*** GIVEN ENTRIES ***
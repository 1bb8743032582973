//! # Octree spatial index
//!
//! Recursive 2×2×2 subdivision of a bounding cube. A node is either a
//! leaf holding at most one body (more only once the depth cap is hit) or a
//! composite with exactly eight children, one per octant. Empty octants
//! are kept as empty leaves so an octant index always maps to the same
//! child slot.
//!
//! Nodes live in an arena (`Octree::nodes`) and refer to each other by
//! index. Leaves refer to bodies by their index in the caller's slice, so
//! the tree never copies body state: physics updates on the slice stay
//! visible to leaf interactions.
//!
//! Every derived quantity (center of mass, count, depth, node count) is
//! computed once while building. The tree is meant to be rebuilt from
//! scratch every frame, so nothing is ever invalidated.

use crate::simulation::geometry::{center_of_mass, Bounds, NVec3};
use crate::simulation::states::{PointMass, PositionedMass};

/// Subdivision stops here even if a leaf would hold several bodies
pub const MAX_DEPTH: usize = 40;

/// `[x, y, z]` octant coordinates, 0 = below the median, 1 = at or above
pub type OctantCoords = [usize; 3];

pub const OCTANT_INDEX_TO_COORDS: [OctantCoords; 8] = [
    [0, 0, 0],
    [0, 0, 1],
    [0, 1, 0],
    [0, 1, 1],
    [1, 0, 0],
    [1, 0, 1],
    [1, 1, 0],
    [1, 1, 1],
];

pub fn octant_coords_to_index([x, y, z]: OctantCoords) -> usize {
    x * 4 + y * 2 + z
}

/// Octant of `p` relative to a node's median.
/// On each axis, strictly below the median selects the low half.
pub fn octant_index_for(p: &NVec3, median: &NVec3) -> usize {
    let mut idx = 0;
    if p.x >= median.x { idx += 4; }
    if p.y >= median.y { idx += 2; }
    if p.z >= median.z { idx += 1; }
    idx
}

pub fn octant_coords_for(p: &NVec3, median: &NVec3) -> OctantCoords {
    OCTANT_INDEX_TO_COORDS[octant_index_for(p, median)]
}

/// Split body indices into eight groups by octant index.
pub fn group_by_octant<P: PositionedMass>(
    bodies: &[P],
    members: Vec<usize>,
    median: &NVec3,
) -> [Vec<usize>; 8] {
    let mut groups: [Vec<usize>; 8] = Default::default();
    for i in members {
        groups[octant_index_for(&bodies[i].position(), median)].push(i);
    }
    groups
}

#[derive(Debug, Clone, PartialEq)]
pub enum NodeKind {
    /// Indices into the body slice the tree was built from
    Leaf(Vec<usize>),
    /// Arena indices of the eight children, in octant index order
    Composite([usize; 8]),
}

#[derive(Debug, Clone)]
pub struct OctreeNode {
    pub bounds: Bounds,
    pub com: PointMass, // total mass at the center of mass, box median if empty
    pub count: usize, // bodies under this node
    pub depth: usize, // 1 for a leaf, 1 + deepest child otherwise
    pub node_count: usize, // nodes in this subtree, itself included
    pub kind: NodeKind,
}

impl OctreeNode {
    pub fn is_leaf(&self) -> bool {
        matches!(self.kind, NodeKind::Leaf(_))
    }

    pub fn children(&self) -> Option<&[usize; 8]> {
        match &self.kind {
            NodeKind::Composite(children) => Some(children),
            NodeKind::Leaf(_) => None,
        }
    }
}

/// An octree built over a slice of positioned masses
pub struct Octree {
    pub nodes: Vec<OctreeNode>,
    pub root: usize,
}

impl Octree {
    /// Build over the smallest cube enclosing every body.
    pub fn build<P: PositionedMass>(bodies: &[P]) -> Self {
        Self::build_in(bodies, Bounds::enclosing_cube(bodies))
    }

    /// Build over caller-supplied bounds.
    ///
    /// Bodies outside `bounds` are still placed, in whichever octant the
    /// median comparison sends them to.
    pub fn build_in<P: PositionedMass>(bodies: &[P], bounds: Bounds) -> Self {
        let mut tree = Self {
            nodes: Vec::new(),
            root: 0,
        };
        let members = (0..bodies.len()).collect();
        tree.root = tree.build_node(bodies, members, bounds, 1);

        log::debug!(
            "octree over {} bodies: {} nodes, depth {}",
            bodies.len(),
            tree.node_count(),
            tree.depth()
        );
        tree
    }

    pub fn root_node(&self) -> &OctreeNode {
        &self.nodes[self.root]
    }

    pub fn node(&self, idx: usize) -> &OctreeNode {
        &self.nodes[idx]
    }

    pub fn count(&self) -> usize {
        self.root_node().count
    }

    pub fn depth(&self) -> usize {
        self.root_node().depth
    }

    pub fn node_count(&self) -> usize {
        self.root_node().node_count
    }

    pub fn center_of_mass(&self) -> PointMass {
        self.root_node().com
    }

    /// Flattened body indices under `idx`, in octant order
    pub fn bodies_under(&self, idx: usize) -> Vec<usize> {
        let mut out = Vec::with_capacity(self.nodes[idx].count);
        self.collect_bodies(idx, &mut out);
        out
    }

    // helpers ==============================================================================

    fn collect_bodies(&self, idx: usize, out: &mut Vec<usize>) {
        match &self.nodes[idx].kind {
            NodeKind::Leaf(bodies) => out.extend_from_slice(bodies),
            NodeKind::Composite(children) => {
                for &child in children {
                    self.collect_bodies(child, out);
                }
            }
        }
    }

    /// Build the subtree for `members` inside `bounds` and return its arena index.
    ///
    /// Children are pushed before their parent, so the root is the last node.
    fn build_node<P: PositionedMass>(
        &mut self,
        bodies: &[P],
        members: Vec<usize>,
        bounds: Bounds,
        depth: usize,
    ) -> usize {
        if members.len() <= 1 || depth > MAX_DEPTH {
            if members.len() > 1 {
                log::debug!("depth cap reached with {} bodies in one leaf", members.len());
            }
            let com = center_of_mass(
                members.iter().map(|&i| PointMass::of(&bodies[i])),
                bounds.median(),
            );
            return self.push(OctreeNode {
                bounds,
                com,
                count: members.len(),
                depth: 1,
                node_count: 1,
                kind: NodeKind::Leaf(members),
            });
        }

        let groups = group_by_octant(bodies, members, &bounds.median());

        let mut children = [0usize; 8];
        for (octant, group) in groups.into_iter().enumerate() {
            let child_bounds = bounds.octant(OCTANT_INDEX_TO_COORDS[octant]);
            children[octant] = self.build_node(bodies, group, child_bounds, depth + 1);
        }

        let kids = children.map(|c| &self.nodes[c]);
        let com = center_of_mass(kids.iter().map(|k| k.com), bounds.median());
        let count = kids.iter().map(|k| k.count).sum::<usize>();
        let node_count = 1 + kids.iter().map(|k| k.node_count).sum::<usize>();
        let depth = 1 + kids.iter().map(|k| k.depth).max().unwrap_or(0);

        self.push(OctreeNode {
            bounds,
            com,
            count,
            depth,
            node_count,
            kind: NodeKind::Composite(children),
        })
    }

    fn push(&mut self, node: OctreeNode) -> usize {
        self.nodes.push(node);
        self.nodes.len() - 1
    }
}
*** End of GIVEN ENTRIES ***
*** GIVEN ENTRIES ***
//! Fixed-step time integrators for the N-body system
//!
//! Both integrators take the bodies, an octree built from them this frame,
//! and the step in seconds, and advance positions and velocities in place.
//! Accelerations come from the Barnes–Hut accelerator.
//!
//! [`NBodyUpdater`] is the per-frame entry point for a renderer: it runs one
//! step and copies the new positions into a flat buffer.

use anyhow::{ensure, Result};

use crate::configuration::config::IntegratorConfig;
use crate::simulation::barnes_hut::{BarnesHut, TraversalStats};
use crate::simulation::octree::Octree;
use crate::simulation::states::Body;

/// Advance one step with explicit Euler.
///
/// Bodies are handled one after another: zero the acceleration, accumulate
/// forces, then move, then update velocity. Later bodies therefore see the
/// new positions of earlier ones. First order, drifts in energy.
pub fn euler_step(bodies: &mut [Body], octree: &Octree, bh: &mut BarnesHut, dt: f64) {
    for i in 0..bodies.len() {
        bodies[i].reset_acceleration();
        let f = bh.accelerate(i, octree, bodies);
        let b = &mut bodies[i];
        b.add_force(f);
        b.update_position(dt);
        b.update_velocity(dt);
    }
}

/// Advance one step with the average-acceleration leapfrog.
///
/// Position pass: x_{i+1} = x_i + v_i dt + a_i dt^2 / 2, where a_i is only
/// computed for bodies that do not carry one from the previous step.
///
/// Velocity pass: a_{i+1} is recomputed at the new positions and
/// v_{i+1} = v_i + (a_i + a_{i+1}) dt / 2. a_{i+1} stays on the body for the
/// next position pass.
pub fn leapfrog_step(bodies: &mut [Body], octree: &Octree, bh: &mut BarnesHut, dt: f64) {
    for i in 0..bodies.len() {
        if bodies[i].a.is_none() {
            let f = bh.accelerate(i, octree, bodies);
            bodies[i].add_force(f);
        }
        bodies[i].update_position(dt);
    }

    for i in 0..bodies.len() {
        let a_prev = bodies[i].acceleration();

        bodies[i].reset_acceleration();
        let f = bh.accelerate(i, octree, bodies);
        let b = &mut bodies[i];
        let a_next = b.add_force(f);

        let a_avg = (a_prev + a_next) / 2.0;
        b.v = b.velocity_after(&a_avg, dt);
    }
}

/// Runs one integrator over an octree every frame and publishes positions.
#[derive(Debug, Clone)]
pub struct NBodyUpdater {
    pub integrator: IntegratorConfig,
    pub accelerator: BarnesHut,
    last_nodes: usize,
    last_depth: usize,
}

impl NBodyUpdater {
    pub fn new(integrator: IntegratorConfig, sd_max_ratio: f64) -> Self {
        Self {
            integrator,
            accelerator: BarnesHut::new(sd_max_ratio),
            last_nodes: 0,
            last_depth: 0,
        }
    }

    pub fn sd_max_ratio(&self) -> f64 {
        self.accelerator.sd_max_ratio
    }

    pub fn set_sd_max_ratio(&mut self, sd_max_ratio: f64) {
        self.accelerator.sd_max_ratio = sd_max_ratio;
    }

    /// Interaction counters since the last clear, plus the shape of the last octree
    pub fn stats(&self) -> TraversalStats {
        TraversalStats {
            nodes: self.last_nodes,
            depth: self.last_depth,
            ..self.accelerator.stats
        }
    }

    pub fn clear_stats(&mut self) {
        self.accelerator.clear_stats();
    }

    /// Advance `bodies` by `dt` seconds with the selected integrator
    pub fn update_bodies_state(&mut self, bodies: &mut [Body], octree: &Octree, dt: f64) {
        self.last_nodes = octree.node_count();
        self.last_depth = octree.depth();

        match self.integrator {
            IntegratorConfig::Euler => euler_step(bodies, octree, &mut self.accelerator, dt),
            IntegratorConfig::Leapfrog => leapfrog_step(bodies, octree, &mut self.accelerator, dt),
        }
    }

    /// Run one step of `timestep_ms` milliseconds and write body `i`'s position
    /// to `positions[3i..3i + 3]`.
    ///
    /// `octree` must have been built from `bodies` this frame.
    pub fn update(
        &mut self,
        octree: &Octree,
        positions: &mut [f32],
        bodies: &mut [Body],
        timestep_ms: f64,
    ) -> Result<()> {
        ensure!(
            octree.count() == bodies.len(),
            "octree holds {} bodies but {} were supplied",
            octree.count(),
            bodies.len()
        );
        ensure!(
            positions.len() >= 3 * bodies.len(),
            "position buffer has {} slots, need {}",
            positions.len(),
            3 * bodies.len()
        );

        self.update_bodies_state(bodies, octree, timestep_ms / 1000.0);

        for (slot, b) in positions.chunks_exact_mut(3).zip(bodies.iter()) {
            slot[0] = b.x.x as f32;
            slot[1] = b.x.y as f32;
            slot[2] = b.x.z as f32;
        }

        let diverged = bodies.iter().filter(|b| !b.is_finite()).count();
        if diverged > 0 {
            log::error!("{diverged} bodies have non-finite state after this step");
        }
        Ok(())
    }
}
*** End of GIVEN ENTRIES ***
*** GIVEN ENTRIES ***
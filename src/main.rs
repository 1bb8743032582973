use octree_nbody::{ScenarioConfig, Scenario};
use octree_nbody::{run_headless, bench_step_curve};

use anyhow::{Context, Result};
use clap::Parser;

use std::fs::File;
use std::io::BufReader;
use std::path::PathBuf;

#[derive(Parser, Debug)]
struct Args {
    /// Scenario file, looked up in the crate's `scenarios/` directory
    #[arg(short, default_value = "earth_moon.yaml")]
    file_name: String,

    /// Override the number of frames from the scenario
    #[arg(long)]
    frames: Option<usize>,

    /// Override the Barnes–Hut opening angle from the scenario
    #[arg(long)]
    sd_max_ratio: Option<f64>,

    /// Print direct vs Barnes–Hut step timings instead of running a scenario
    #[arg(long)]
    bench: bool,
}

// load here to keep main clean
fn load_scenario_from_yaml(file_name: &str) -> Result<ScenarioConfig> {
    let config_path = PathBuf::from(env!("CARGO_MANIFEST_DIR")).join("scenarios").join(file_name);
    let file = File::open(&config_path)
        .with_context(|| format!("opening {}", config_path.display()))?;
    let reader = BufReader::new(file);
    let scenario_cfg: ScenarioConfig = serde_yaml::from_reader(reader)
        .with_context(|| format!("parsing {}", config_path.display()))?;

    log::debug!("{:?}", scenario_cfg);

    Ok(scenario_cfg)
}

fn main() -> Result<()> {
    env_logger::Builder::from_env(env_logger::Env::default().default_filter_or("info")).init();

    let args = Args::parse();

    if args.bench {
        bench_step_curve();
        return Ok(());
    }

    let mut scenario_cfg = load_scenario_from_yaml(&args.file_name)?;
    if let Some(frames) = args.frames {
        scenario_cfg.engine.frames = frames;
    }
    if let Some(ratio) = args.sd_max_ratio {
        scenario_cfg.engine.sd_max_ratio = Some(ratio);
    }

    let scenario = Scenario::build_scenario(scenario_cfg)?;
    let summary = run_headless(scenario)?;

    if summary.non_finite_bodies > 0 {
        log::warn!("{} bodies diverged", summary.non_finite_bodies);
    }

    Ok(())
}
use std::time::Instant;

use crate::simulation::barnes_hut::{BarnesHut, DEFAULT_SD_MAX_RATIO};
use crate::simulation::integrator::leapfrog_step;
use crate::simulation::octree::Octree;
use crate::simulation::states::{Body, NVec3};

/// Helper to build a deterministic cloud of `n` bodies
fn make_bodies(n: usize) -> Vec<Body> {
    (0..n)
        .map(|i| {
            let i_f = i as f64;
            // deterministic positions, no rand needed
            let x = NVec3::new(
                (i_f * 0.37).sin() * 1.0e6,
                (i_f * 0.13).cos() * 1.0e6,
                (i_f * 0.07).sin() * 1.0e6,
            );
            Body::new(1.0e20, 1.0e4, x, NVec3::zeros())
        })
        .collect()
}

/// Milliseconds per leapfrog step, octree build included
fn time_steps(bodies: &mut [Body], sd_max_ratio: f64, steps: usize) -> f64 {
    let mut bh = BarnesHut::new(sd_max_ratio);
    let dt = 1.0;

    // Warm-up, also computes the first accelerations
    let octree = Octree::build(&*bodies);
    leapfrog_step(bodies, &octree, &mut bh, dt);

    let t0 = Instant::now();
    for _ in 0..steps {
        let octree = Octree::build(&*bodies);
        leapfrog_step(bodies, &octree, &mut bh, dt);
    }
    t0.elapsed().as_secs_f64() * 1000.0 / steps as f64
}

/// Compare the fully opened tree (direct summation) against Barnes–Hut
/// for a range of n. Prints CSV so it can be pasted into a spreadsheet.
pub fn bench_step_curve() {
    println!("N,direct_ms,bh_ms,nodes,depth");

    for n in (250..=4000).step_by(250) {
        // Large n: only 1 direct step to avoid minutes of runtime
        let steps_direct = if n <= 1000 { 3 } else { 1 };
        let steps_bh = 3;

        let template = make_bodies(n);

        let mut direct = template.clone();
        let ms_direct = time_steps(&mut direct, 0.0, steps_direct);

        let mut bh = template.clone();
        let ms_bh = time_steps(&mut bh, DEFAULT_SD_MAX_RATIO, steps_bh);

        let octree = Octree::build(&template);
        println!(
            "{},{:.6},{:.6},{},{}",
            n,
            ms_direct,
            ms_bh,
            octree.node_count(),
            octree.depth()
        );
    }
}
*** End of GIVEN ENTRIES ***
> _PROMPT_:
What is needed is the number of lines in the records that contain the string "deterministic", stated with nothing else.

> _RESULT FOR THIS EXERCISE_:
2